mod common;

use axum::body::Body;
use axum::http::{header, Request, StatusCode};
use camp_bookings::domain::models::order::PaymentIntentStatus;
use common::{ymd, TestApp, SYDNEY};
use serde_json::json;

struct Checkout {
    cookie: String,
    order_id: String,
    intent_id: String,
}

/// Fills a cart with one day of camp and checks it out.
async fn checkout_one(app: &TestApp) -> Checkout {
    let location = app.seed_location(20, None).await;
    let product = app.seed_product(12000).await;
    let student = app.seed_student("Alice").await;
    let template = app.seed_template(&product, &location, ymd(2026, 3, 1), ymd(2026, 3, 7)).await;
    app.state.event_generator.generate(&template.id).await.unwrap();

    let add = app.request("POST", "/api/v1/cart", Some(json!({
        "product_id": product.id,
        "student_id": student.id,
        "location_id": location.id,
        "booking_date": "2026-03-02",
    })), None).await;
    assert_eq!(add.status, StatusCode::CREATED, "{}", add.text);
    let cookie = add.set_cookie.expect("cart session cookie");

    let res = app.request("POST", "/api/v1/checkout", Some(json!({
        "customer_email": "parent@example.com",
        "customer_name": "Sam Parent",
    })), Some(&cookie)).await;
    assert_eq!(res.status, StatusCode::CREATED, "{}", res.text);

    let order_id = res.body["order_id"].as_str().unwrap().to_string();
    let order = app.state.order_repo.find_by_id(&order_id).await.unwrap().unwrap();
    Checkout { cookie, order_id, intent_id: order.payment_intent_id }
}

#[tokio::test]
async fn test_cart_session_flow() {
    let app = TestApp::new().await;
    let location = app.seed_location(20, None).await;
    let product = app.seed_product(12000).await;
    let student = app.seed_student("Alice").await;

    let empty = app.request("GET", "/api/v1/cart", None, None).await;
    assert_eq!(empty.status, StatusCode::OK);
    assert_eq!(empty.body["count"], 0);
    let cookie = empty.set_cookie.expect("cart session cookie");

    let line = json!({
        "product_id": product.id,
        "student_id": student.id,
        "location_id": location.id,
        "booking_date": "2026-03-02T01:00:00Z",
    });
    let add = app.request("POST", "/api/v1/cart", Some(line.clone()), Some(&cookie)).await;
    assert_eq!(add.status, StatusCode::CREATED);
    // The session is kept, not reissued.
    assert!(add.set_cookie.is_none());

    let again = app.request("POST", "/api/v1/cart", Some(line), Some(&cookie)).await;
    assert_eq!(again.status, StatusCode::OK);
    assert_eq!(again.body["count"], 1);

    let other_session = app.request("GET", "/api/v1/cart", None, None).await;
    assert_eq!(other_session.body["count"], 0);

    let missing = app.request("DELETE", "/api/v1/cart/items/5", None, Some(&cookie)).await;
    assert_eq!(missing.status, StatusCode::NOT_FOUND);

    let removed = app.request("DELETE", "/api/v1/cart/items/0", None, Some(&cookie)).await;
    assert_eq!(removed.status, StatusCode::OK);
    assert_eq!(removed.body["count"], 0);

    let unknown_student = app.request("POST", "/api/v1/cart", Some(json!({
        "product_id": product.id,
        "student_id": "nobody",
        "location_id": location.id,
        "booking_date": "2026-03-02",
    })), Some(&cookie)).await;
    assert_eq!(unknown_student.status, StatusCode::NOT_FOUND);

    let cleared = app.request("DELETE", "/api/v1/cart", None, Some(&cookie)).await;
    assert_eq!(cleared.status, StatusCode::NO_CONTENT);
}

#[tokio::test]
async fn test_checkout_prices_from_catalog_and_empties_cart() {
    let app = TestApp::new().await;
    let checkout = checkout_one(&app).await;

    let order = app.request("GET", &format!("/api/v1/orders/{}", checkout.order_id), None, None).await;
    assert_eq!(order.status, StatusCode::OK);
    assert_eq!(order.body["order"]["status"], "PENDING");
    assert_eq!(order.body["order"]["total_amount"], 12000);
    assert_eq!(order.body["order"]["items"].as_array().unwrap().len(), 1);
    assert!(order.body["bookings"].as_array().unwrap().is_empty());

    let intent = app.gateway.intent(&checkout.intent_id);
    assert_eq!(intent.amount, 12000);
    assert_eq!(intent.client_secret.as_deref(), Some(format!("secret_{}", checkout.order_id).as_str()));

    let cart = app.request("GET", "/api/v1/cart", None, Some(&checkout.cookie)).await;
    assert_eq!(cart.body["count"], 0);

    let empty = app.request("POST", "/api/v1/checkout", Some(json!({
        "customer_email": "parent@example.com",
        "customer_name": "Sam Parent",
    })), Some(&checkout.cookie)).await;
    assert_eq!(empty.status, StatusCode::BAD_REQUEST);
}

#[tokio::test]
async fn test_checkout_rejects_closed_day() {
    let app = TestApp::new().await;
    let location = app.seed_location(20, Some(vec![ymd(2026, 3, 3)])).await;
    let product = app.seed_product(12000).await;
    let student = app.seed_student("Alice").await;

    let add = app.request("POST", "/api/v1/cart", Some(json!({
        "product_id": product.id,
        "student_id": student.id,
        "location_id": location.id,
        "booking_date": "2026-03-02",
    })), None).await;
    let cookie = add.set_cookie.unwrap();

    let res = app.request("POST", "/api/v1/checkout", Some(json!({
        "customer_email": "parent@example.com",
        "customer_name": "Sam Parent",
    })), Some(&cookie)).await;
    assert_eq!(res.status, StatusCode::CONFLICT);

    // The cart survives a failed checkout.
    let cart = app.request("GET", "/api/v1/cart", None, Some(&cookie)).await;
    assert_eq!(cart.body["count"], 1);
}

#[tokio::test]
async fn test_checkout_accepts_product_scheduled_by_camp_template() {
    let app = TestApp::new().await;
    let location = app.request("POST", "/api/v1/locations", Some(json!({
        "name": "Chatswood Campus",
        "address": "1 Victoria Ave",
        "capacity": 20,
        "timezone": SYDNEY,
        "allowed_camp_types": ["ROBOTICS"],
    })), None).await;
    assert_eq!(location.status, StatusCode::CREATED, "{}", location.text);
    let location_id = location.body["id"].as_str().unwrap().to_string();

    // The catalog type differs from the camp type the location runs.
    let product = app.request("POST", "/api/v1/products", Some(json!({
        "name": "Robotics Day Camp",
        "product_type": "CAMP",
        "price": 12000,
    })), None).await;
    assert_eq!(product.status, StatusCode::CREATED);
    let product_id = product.body["id"].as_str().unwrap().to_string();

    let template = app.request("POST", "/api/v1/templates", Some(json!({
        "name": "Autumn 2026",
        "title": "Robotics Camp",
        "camp_type": "ROBOTICS",
        "product_id": product_id,
        "location_id": location_id,
        "start_date": "2026-03-02",
        "end_date": "2026-03-02",
        "start_time": "09:00",
        "end_time": "15:00",
    })), None).await;
    assert_eq!(template.status, StatusCode::CREATED, "{}", template.text);
    let template_id = template.body["id"].as_str().unwrap();
    let expanded = app.request("POST", &format!("/api/v1/templates/{}/expand", template_id), None, None).await;
    assert_eq!(expanded.body["created"].as_array().unwrap().len(), 1);

    let student = app.seed_student("Alice").await;
    let add = app.request("POST", "/api/v1/cart", Some(json!({
        "product_id": product_id,
        "student_id": student.id,
        "location_id": location_id,
        "booking_date": "2026-03-02",
    })), None).await;
    assert_eq!(add.status, StatusCode::CREATED, "{}", add.text);
    let cookie = add.set_cookie.unwrap();

    let res = app.request("POST", "/api/v1/checkout", Some(json!({
        "customer_email": "parent@example.com",
        "customer_name": "Sam Parent",
    })), Some(&cookie)).await;
    assert_eq!(res.status, StatusCode::CREATED, "{}", res.text);
    assert_eq!(res.body["total_amount"], 12000);
}

#[tokio::test]
async fn test_checkout_retries_gateway_outage() {
    let app = TestApp::new().await;
    app.gateway.fail_next(1);
    let checkout = checkout_one(&app).await;

    assert_eq!(app.gateway.create_calls.load(std::sync::atomic::Ordering::SeqCst), 2);
    assert!(app.state.order_repo.find_by_id(&checkout.order_id).await.unwrap().is_some());
}

#[tokio::test]
async fn test_succeeded_webhook_pays_and_books_once() {
    let app = TestApp::new().await;
    let checkout = checkout_one(&app).await;

    app.gateway.set_status(&checkout.intent_id, PaymentIntentStatus::Succeeded);
    let intent = app.gateway.intent(&checkout.intent_id);

    let res = app.send_webhook("payment_intent.succeeded", &intent).await;
    assert_eq!(res.status, StatusCode::OK, "{}", res.text);
    assert_eq!(res.body["handled"], true);
    assert_eq!(res.body["outcome"]["status"], "PAID");
    assert_eq!(res.body["outcome"]["reconciliation"]["items"][0]["status"], "LINKED");

    let replay = app.send_webhook("payment_intent.succeeded", &intent).await;
    assert_eq!(replay.status, StatusCode::OK);

    let order = app.request("GET", &format!("/api/v1/orders/{}", checkout.order_id), None, None).await;
    assert_eq!(order.body["order"]["status"], "PAID");
    assert!(!order.body["order"]["paid_at"].is_null());
    assert_eq!(order.body["bookings"].as_array().unwrap().len(), 1);
    assert!(order.body["bookings"][0]["event_id"].is_string());
}

#[tokio::test]
async fn test_webhook_signature_is_required() {
    let app = TestApp::new().await;
    let checkout = checkout_one(&app).await;
    let payload = json!({
        "id": "evt_forged",
        "type": "payment_intent.succeeded",
        "data": { "object": app.gateway.intent(&checkout.intent_id) },
    })
    .to_string();

    for signature in [None, Some(format!("t={},v1={}", chrono::Utc::now().timestamp(), "00".repeat(32)))] {
        let mut builder = Request::builder()
            .method("POST")
            .uri("/api/v1/webhooks/stripe")
            .header(header::CONTENT_TYPE, "application/json");
        if let Some(sig) = signature {
            builder = builder.header("Stripe-Signature", sig);
        }
        let res = app.send(builder.body(Body::from(payload.clone())).unwrap()).await;
        assert_eq!(res.status, StatusCode::UNAUTHORIZED);
    }

    let order = app.state.order_repo.find_by_id(&checkout.order_id).await.unwrap().unwrap();
    assert_eq!(order.status.as_str(), "PENDING");
}

#[tokio::test]
async fn test_webhook_for_unknown_intent_is_acknowledged() {
    let app = TestApp::new().await;
    let checkout = checkout_one(&app).await;
    let mut intent = app.gateway.intent(&checkout.intent_id);
    intent.id = "pi_someone_else".into();
    intent.status = PaymentIntentStatus::Succeeded;

    let res = app.send_webhook("payment_intent.succeeded", &intent).await;
    assert_eq!(res.status, StatusCode::OK);
    assert_eq!(res.body["handled"], false);

    let other = app.send_webhook("customer.created", &intent).await;
    assert_eq!(other.status, StatusCode::OK);
    assert_eq!(other.body["handled"], false);
}

#[tokio::test]
async fn test_amount_mismatch_leaves_order_unpaid() {
    let app = TestApp::new().await;
    let checkout = checkout_one(&app).await;
    let mut intent = app.gateway.intent(&checkout.intent_id);
    intent.status = PaymentIntentStatus::Succeeded;
    intent.amount = 100;

    let res = app.send_webhook("payment_intent.succeeded", &intent).await;
    assert_eq!(res.status, StatusCode::CONFLICT);

    let order = app.state.order_repo.find_by_id(&checkout.order_id).await.unwrap().unwrap();
    assert_eq!(order.status.as_str(), "PENDING");
    assert!(app.state.booking_repo.list().await.unwrap().is_empty());
}

#[tokio::test]
async fn test_failed_payment_can_still_be_paid() {
    let app = TestApp::new().await;
    let checkout = checkout_one(&app).await;

    app.gateway.set_status(&checkout.intent_id, PaymentIntentStatus::RequiresPaymentMethod);
    let declined = app.send_webhook("payment_intent.payment_failed", &app.gateway.intent(&checkout.intent_id)).await;
    assert_eq!(declined.body["outcome"]["status"], "FAILED");
    assert!(app.state.booking_repo.list().await.unwrap().is_empty());

    app.gateway.set_status(&checkout.intent_id, PaymentIntentStatus::Succeeded);
    let paid = app.send_webhook("payment_intent.succeeded", &app.gateway.intent(&checkout.intent_id)).await;
    assert_eq!(paid.body["outcome"]["status"], "PAID");

    // A late failure notice cannot undo the payment.
    let late = app.send_webhook("payment_intent.payment_failed", &app.gateway.intent(&checkout.intent_id)).await;
    assert_eq!(late.body["outcome"]["status"], "PAID");
    assert_eq!(app.state.booking_repo.list().await.unwrap().len(), 1);
}

#[tokio::test]
async fn test_status_poll_settles_order() {
    let app = TestApp::new().await;
    let checkout = checkout_one(&app).await;
    let uri = format!("/api/v1/orders/{}/status", checkout.order_id);

    let pending = app.request("GET", &uri, None, None).await;
    assert_eq!(pending.status, StatusCode::OK);
    assert_eq!(pending.body["order"]["status"], "PENDING");
    assert_eq!(pending.body["payment_lookup"], "CHECKED");
    assert!(pending.body["reconciliation"].is_null());

    app.gateway.set_status(&checkout.intent_id, PaymentIntentStatus::Succeeded);
    let paid = app.request("GET", &uri, None, None).await;
    assert_eq!(paid.body["order"]["status"], "PAID");
    assert_eq!(paid.body["reconciliation"]["items"][0]["status"], "LINKED");

    // Settled orders are answered locally.
    let calls = app.gateway.retrieve_calls.load(std::sync::atomic::Ordering::SeqCst);
    let cached = app.request("GET", &uri, None, None).await;
    assert_eq!(cached.body["payment_lookup"], "SKIPPED");
    assert_eq!(app.gateway.retrieve_calls.load(std::sync::atomic::Ordering::SeqCst), calls);
    assert_eq!(app.state.booking_repo.list().await.unwrap().len(), 1);
}

#[tokio::test]
async fn test_status_poll_survives_gateway_outage() {
    let app = TestApp::new().await;
    let checkout = checkout_one(&app).await;
    app.gateway.set_status(&checkout.intent_id, PaymentIntentStatus::Succeeded);

    // One more failure than the retry budget.
    app.gateway.fail_next(3);
    let res = app.request("GET", &format!("/api/v1/orders/{}/status", checkout.order_id), None, None).await;
    assert_eq!(res.status, StatusCode::OK);
    assert_eq!(res.body["payment_lookup"], "UNAVAILABLE");
    assert_eq!(res.body["order"]["status"], "PENDING");

    let res = app.request("GET", &format!("/api/v1/orders/{}/status", checkout.order_id), None, None).await;
    assert_eq!(res.body["order"]["status"], "PAID");
}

########

* [Action item] Please filter the entries above down to the lines holding "Ordering" and copy them.

* [Answer box]
    assert_eq!(app.gateway.create_calls.load(std::sync::atomic::Ordering::SeqCst), 2);
    let calls = app.gateway.retrieve_calls.load(std::sync::atomic::Ordering::SeqCst);
    assert_eq!(app.gateway.retrieve_calls.load(std::sync::atomic::Ordering::SeqCst), calls);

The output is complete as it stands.